Wishing to adopt “a pioneering strategy (…) in terms of financial innovation and digital finance”, France has authorized, by two orders issued on April 28, 2016 and December 9, 2017, the use, in certain cases, of “shared electronic recording devices (“DEEP”)”, i.e., “blockchains”, for the registration of transactions relating to “minibonds” and unlisted financial securities.
The French Government considers that the term “DEEP” covers the main characteristics of “what is known as blockchain technology”, that is to say, according to the Government, “its use as a register and its shared character”, but that the term remains “broad and neutral with regard to [methods and processes] so as not to exclude further technological developments”.
The implementation of the aforementioned orders requires the publication of corresponding decrees.
In this regard, the order of April 28, 2016 allows the registration of the issue and sale of “minibonds” in a DEEP “under conditions, particular of security, defined by decree in Council of State”.
As for the order of December 9, 2017, it allows the registration, under conditions set by decree in Council of State, of unlisted financial securities in a DEEP which “provides guarantees, particularly as regards authentication, that are at least equivalent to [the guarantees provided by] registration in a securities account “.
Since the provisions of the order of December 9, 2017 come into force “with the publication of the decree (…) and, at the latest, on July 1, 2018”, France will soon publish the decrees which will specify, in a concrete way, what it means by the term “DEEP”.
Depending on the regulations adopted:
– either the term “DEEP”, although used to refer to what is known as “blockchain” technology, would in reality be only be a synonym for the term “database”;
– or the term “DEEP” would refer to a database whose full and up-to-date copy is held by several actors, and whose immutable character is the consequence of an algorithm which, on the one hand, establishes a system of incentives necessary for the maintenance, by adversaries, of the same data history and on the other hand, makes the cost of the alteration of this data prohibitive.
If the term “blockchain” was initially supposed to correspond to the latter case, experience shows us that this case does not cover all the so-called blockchains created since 2009, but only covers public blockchains having a monetary purpose such as the bitcoin blockchain.
Yet, several national governments continue to praise the potential of what is known as “blockchain” technology, while criticizing virtual currencies, which are, to date, the only successful applications of this technology.
What will France choose?
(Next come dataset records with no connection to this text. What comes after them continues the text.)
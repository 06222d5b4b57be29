use chrono::NaiveDate;
use serde::{Deserialize, Serialize};
use std::collections::BTreeMap;
use std::fmt;
use std::time::Duration;

use crate::error::{PipelineError, Result};

pub mod schema;

pub use schema::{FieldSpec, StatementSchema};

/// Company that owns statements; rows come from the `Companies` table
#[derive(Debug, Clone, PartialEq, Serialize, Deserialize)]
pub struct Company {
    pub id: i64,
    pub symbol: String,
    pub name: String,
}

/// The three statement types moved through every pipeline
#[derive(Debug, Clone, Copy, PartialEq, Eq, Hash, PartialOrd, Ord, Serialize, Deserialize)]
pub enum StatementKind {
    IncomeStatement,
    BalanceSheet,
    CashFlow,
}

impl StatementKind {
    pub const ALL: [StatementKind; 3] = [
        StatementKind::IncomeStatement,
        StatementKind::BalanceSheet,
        StatementKind::CashFlow,
    ];

    /// Relational table name
    pub fn table(&self) -> &'static str {
        match self {
            StatementKind::IncomeStatement => "INCOME_STATEMENT",
            StatementKind::BalanceSheet => "BALANCE_SHEET",
            StatementKind::CashFlow => "CASH_FLOW",
        }
    }

    /// Synthetic per-type id column, also the graph node key
    pub fn id_column(&self) -> &'static str {
        match self {
            StatementKind::IncomeStatement => "income_statement_id",
            StatementKind::BalanceSheet => "balance_sheet_id",
            StatementKind::CashFlow => "cash_flow_id",
        }
    }

    pub fn graph_label(&self) -> &'static str {
        match self {
            StatementKind::IncomeStatement => "IncomeStatement",
            StatementKind::BalanceSheet => "BalanceSheet",
            StatementKind::CashFlow => "CashFlow",
        }
    }

    pub fn relationship(&self) -> &'static str {
        match self {
            StatementKind::IncomeStatement => "HAS_INCOME_STATEMENT",
            StatementKind::BalanceSheet => "HAS_BALANCE_SHEET",
            StatementKind::CashFlow => "HAS_CASH_FLOW",
        }
    }

    /// Alpha Vantage `function=` parameter
    pub fn provider_function(&self) -> &'static str {
        self.table()
    }

    pub fn display_name(&self) -> &'static str {
        match self {
            StatementKind::IncomeStatement => "Income statement",
            StatementKind::BalanceSheet => "Balance sheet",
            StatementKind::CashFlow => "Cash flow",
        }
    }

    pub fn schema(&self) -> StatementSchema {
        StatementSchema::for_kind(*self)
    }
}

impl fmt::Display for StatementKind {
    fn fmt(&self, f: &mut fmt::Formatter<'_>) -> fmt::Result {
        f.write_str(self.table())
    }
}

/// A mapped numeric value; `defaulted` marks values substituted for an absent source field.
#[derive(Debug, Clone, Copy, PartialEq, Serialize, Deserialize)]
pub struct FieldValue {
    pub value: f64,
    pub defaulted: bool,
}

impl FieldValue {
    pub fn present(value: f64) -> Self {
        Self {
            value,
            defaulted: false,
        }
    }

    pub fn defaulted(value: f64) -> Self {
        Self {
            value,
            defaulted: true,
        }
    }
}

/// One statement for one company and fiscal period, with values keyed by column name.
#[derive(Debug, Clone, PartialEq, Serialize, Deserialize)]
pub struct StatementRecord {
    pub kind: StatementKind,
    pub company_id: i64,
    /// Assigned by the relational store; `None` before the first write.
    pub statement_id: Option<i64>,
    pub fiscal_date_ending: NaiveDate,
    pub reported_currency: Option<String>,
    pub values: BTreeMap<String, FieldValue>,
}

impl StatementRecord {
    pub fn value(&self, column: &str) -> Option<f64> {
        self.values.get(column).map(|v| v.value)
    }

    pub fn defaulted_fields(&self) -> Vec<&str> {
        self.values
            .iter()
            .filter(|(_, v)| v.defaulted)
            .map(|(column, _)| column.as_str())
            .collect()
    }

    /// Flag the named columns as defaulted; unknown names are ignored.
    pub fn mark_defaulted<S: AsRef<str>>(&mut self, columns: &[S]) {
        for column in columns {
            if let Some(value) = self.values.get_mut(column.as_ref()) {
                value.defaulted = true;
            }
        }
    }

    pub fn is_defaulted(&self, column: &str) -> bool {
        self.values.get(column).is_some_and(|v| v.defaulted)
    }
}

/// Symbols ingested when `COMPANY_SYMBOLS` is not set
pub const DEFAULT_SYMBOLS: &[&str] = &[
    "AVB", "CME", "EQR", "BEN", "HST", "NTRS", "PLD", "STT", "USB", "VTR", "AEE", "AEP", "CMS",
    "DTE", "DUK", "ETR", "PNW", "PPL", "WEC", "XEL", "A", "AKAM", "ADSK", "CSCO", "CTSH", "EBAY",
    "MCHP", "PAYX", "TXN", "VRSN", "ABT", "BDX", "BIIB", "BMY", "GILD", "HUM", "JNJ", "LH", "MDT",
    "DGX",
];

/// Configuration for the application
#[derive(Debug, Clone)]
pub struct Config {
    pub alpha_vantage_api_key: Option<String>,
    pub alpha_vantage_base_url: String,
    pub database_url: String,
    pub neo4j_uri: String,
    pub neo4j_user: String,
    pub neo4j_password: Option<String>,
    pub symbols: Vec<String>,
    pub rate_limit_per_minute: u32,
    pub retry_attempts: u32,
    pub retry_delay: Duration,
}

impl Config {
    /// Load configuration from environment variables
    pub fn from_env() -> Result<Self> {
        dotenvy::dotenv().ok(); // Load .env file if it exists
        Self::from_lookup(|name| std::env::var(name).ok())
    }

    /// Build configuration from any name → value source.
    pub fn from_lookup<F>(lookup: F) -> Result<Self>
    where
        F: Fn(&str) -> Option<String>,
    {
        let var_or = |name: &str, default: &str| lookup(name).unwrap_or_else(|| default.to_string());
        let non_empty = |name: &str| lookup(name).filter(|v| !v.trim().is_empty());

        Ok(Config {
            alpha_vantage_api_key: non_empty("ALPHA_VANTAGE_API_KEY"),
            alpha_vantage_base_url: var_or("ALPHA_VANTAGE_BASE_URL", "https://www.alphavantage.co/query"),
            database_url: var_or("DATABASE_URL", "sqlite:db/fundamentals.db"),
            neo4j_uri: var_or("NEO4J_URI", "bolt://localhost:7687"),
            neo4j_user: var_or("NEO4J_USER", "neo4j"),
            neo4j_password: non_empty("NEO4J_PASSWORD"),
            symbols: match lookup("COMPANY_SYMBOLS") {
                Some(list) => parse_symbols(&list),
                None => DEFAULT_SYMBOLS.iter().map(|s| s.to_string()).collect(),
            },
            rate_limit_per_minute: parse_value("RATE_LIMIT_PER_MINUTE", lookup("RATE_LIMIT_PER_MINUTE"), 5)?,
            retry_attempts: parse_value("RETRY_ATTEMPTS", lookup("RETRY_ATTEMPTS"), 3)?,
            retry_delay: Duration::from_secs(parse_value("RETRY_DELAY_SECS", lookup("RETRY_DELAY_SECS"), 5)?),
        })
    }

    pub fn require_api_key(&self) -> Result<&str> {
        self.alpha_vantage_api_key.as_deref().ok_or_else(|| {
            PipelineError::Config("ALPHA_VANTAGE_API_KEY environment variable required".to_string())
        })
    }

    pub fn require_neo4j_password(&self) -> Result<&str> {
        self.neo4j_password.as_deref().ok_or_else(|| {
            PipelineError::Config("NEO4J_PASSWORD environment variable required".to_string())
        })
    }
}

/// Split a comma/whitespace separated symbol list, upper-casing each entry.
pub fn parse_symbols(list: &str) -> Vec<String> {
    list.split(|c: char| c == ',' || c.is_whitespace())
        .map(str::trim)
        .filter(|s| !s.is_empty())
        .map(str::to_uppercase)
        .collect()
}

fn parse_value<T: std::str::FromStr>(name: &str, raw: Option<String>, default: T) -> Result<T> {
    match raw {
        Some(raw) => raw
            .trim()
            .parse()
            .map_err(|_| PipelineError::Config(format!("{} has an invalid value: {}", name, raw))),
        None => Ok(default),
    }
}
Unless it defines from scratch the technical parameters of an operational blockchain having no monetary purpose, a regulation that refuses to include public blockchains such as bitcoin under the category of DEEPs would only modify French law to include a special category of databases used for the processing of “minibonds” and unlisted financial securities. Such regulation, which would not allow economic actors to reap the benefits of using a true blockchain, is bound to be a failure.
Such an approach would be all the more disappointing as France is a pioneer in the field of public blockchains having a monetary purpose and boasts of first-rate economic players in the sector, such as the hardware manufacturer Ledger.
In any case, the task of the Government is not easy. In addition to the technical conditions relating to the registration, by use of a technology that is not very mature, of operations relating to “minibonds” and financial securities, the decree must also specify the manner in which financial securities registered in a DEEP can be used as a pledge. This would imply the intervention of a trusted third party or the implementation of complex authentication procedures in the context of the operations contemplated by the order of 9 December 2017.